_Input material_
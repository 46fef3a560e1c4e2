//! Shared fixtures for unit tests.

use std::sync::{Mutex, PoisonError};
use std::time::Duration;

use anyhow::Result;
use async_trait::async_trait;
use base64::engine::general_purpose::URL_SAFE_NO_PAD;
use base64::Engine;
use chrono::Utc;
use serde_json::json;

use crate::api::{ApiRequest, ApiResponse, Transport, TransportError};
use crate::auth::{LoginRedirect, Navigator};
use crate::config::SettingsStore;
use crate::models::User;

type Handler = dyn Fn(&ApiRequest) -> Result<ApiResponse, TransportError> + Send + Sync;

/// Transport that answers from a closure and records every request.
pub struct ScriptedTransport {
    handler: Box<Handler>,
    delay: Option<Duration>,
    requests: Mutex<Vec<ApiRequest>>,
}

impl ScriptedTransport {
    pub fn new(
        handler: impl Fn(&ApiRequest) -> Result<ApiResponse, TransportError> + Send + Sync + 'static,
    ) -> Self {
        Self {
            handler: Box::new(handler),
            delay: None,
            requests: Mutex::new(Vec::new()),
        }
    }

    /// Sleep before answering so concurrent callers overlap.
    pub fn with_delay(mut self, delay: Duration) -> Self {
        self.delay = Some(delay);
        self
    }

    pub fn requests(&self) -> Vec<ApiRequest> {
        self.requests
            .lock()
            .unwrap_or_else(PoisonError::into_inner)
            .clone()
    }

    /// Number of requests whose path contains `fragment`.
    pub fn count(&self, fragment: &str) -> usize {
        self.requests()
            .iter()
            .filter(|r| r.path.contains(fragment))
            .count()
    }
}

#[async_trait]
impl Transport for ScriptedTransport {
    async fn send(&self, request: &ApiRequest) -> Result<ApiResponse, TransportError> {
        self.requests
            .lock()
            .unwrap_or_else(PoisonError::into_inner)
            .push(request.clone());
        if let Some(delay) = self.delay {
            tokio::time::sleep(delay).await;
        }
        (self.handler)(request)
    }
}

#[derive(Default)]
pub struct RecordingNavigator {
    redirects: Mutex<Vec<LoginRedirect>>,
}

impl RecordingNavigator {
    pub fn redirects(&self) -> Vec<LoginRedirect> {
        self.redirects
            .lock()
            .unwrap_or_else(PoisonError::into_inner)
            .clone()
    }
}

impl Navigator for RecordingNavigator {
    fn to_login(&self, redirect: LoginRedirect) {
        self.redirects
            .lock()
            .unwrap_or_else(PoisonError::into_inner)
            .push(redirect);
    }
}

/// In-memory settings that count URL resolutions.
pub struct CountingSettings {
    api_url: String,
    resolve_calls: Mutex<usize>,
    saved_api_url: Mutex<Option<String>>,
    last_username: Mutex<Option<String>>,
}

impl CountingSettings {
    pub fn new(api_url: &str) -> Self {
        Self {
            api_url: api_url.to_string(),
            resolve_calls: Mutex::new(0),
            saved_api_url: Mutex::new(None),
            last_username: Mutex::new(None),
        }
    }

    pub fn resolve_calls(&self) -> usize {
        *self.resolve_calls.lock().unwrap_or_else(PoisonError::into_inner)
    }

    pub fn saved_api_url(&self) -> Option<String> {
        self.saved_api_url
            .lock()
            .unwrap_or_else(PoisonError::into_inner)
            .clone()
    }
}

#[async_trait]
impl SettingsStore for CountingSettings {
    async fn resolve_api_url(&self) -> Result<String> {
        *self.resolve_calls.lock().unwrap_or_else(PoisonError::into_inner) += 1;
        Ok(self.api_url.clone())
    }

    async fn save_api_url(&self, url: &str) -> Result<()> {
        *self.saved_api_url.lock().unwrap_or_else(PoisonError::into_inner) = Some(url.to_string());
        Ok(())
    }

    async fn last_username(&self) -> Result<Option<String>> {
        Ok(self
            .last_username
            .lock()
            .unwrap_or_else(PoisonError::into_inner)
            .clone())
    }

    async fn save_last_username(&self, username: &str) -> Result<()> {
        *self.last_username.lock().unwrap_or_else(PoisonError::into_inner) =
            Some(username.to_string());
        Ok(())
    }
}

/// Unsigned JWT whose `exp` is `lifetime` from now.
pub fn jwt_expiring_in(lifetime: chrono::Duration) -> String {
    let exp = (Utc::now() + lifetime).timestamp();
    let header = URL_SAFE_NO_PAD.encode(br#"{"alg":"HS256","typ":"JWT"}"#);
    let payload = URL_SAFE_NO_PAD.encode(json!({ "exp": exp, "user_id": 3 }).to_string());
    format!("{header}.{payload}.signature")
}

pub fn sample_user() -> User {
    User {
        id: 3,
        username: "maria".to_string(),
        email: "maria@example.com".to_string(),
        first_name: "Maria".to_string(),
        last_name: "Lopez".to_string(),
        is_staff: true,
        is_superuser: false,
    }
}
//! Authentication module for managing sessions and credentials.
//!
//! This module provides:
//! - `CredentialStore`: async storage for the token pair and cached profile
//!   (`KeyringCredentialStore` for the OS keychain, `MemoryCredentialStore`
//!   for in-process use)
//! - `RefreshCoordinator`: single-flight access token refresh
//! - `SessionManager`: startup bootstrap, login, logout and profile handling
//! - `Navigator`: the front-end hook for the session-expired redirect
//!
//! Access tokens are JWTs; expiry is read from their `exp` claim.

pub mod credentials;
pub mod jwt;
pub mod navigation;
pub mod refresh;
pub mod session;

pub use credentials::{
    CredentialError, CredentialStore, KeyringCredentialStore, MemoryCredentialStore,
};
pub use navigation::{LoginRedirect, Navigator, NavigatorSlot};
pub use refresh::RefreshCoordinator;
pub use session::{SessionManager, SessionState};
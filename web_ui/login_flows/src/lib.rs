//! This handles the client side of the login page, and is designed to be smol and snappy
//! so it loads fast.
//!
//! - /auth/login

#![warn(unused_extern_crates)]
#![deny(clippy::todo)]
#![deny(clippy::unimplemented)]
#![deny(clippy::unwrap_used)]
#![deny(clippy::expect_used)]
#![deny(clippy::panic)]
#![deny(clippy::unreachable)]

use medtrack_web_ui_shared::constants::ID_LOGIN_FORM;
use medtrack_web_ui_shared::forms::{run_form_guard, FormGuard};
use medtrack_web_ui_shared::interaction::BrowserPrompt;
#[allow(unused_imports)] // because it's needed to compile wasm things
use wasm_bindgen::prelude::wasm_bindgen;
use wasm_bindgen::JsValue;

/// This is the entry point of the login page.
///
/// Once the DOM is ready, submitting the login form with an empty email or password is
/// blocked and the user is told both are needed.
#[cfg_attr(target_arch = "wasm32", wasm_bindgen)]
pub fn run_login_guard(form_id: Option<String>) -> Result<(), JsValue> {
    run_form_guard(
        form_id.unwrap_or_else(|| ID_LOGIN_FORM.to_string()),
        FormGuard::login(),
        BrowserPrompt,
    );
    Ok(())
}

_What to produce_
What lines in the data above contain the word "path"? Show them all.

_Result of the task_
    /// Number of requests whose path contains `fragment`.
            .filter(|r| r.path.contains(fragment))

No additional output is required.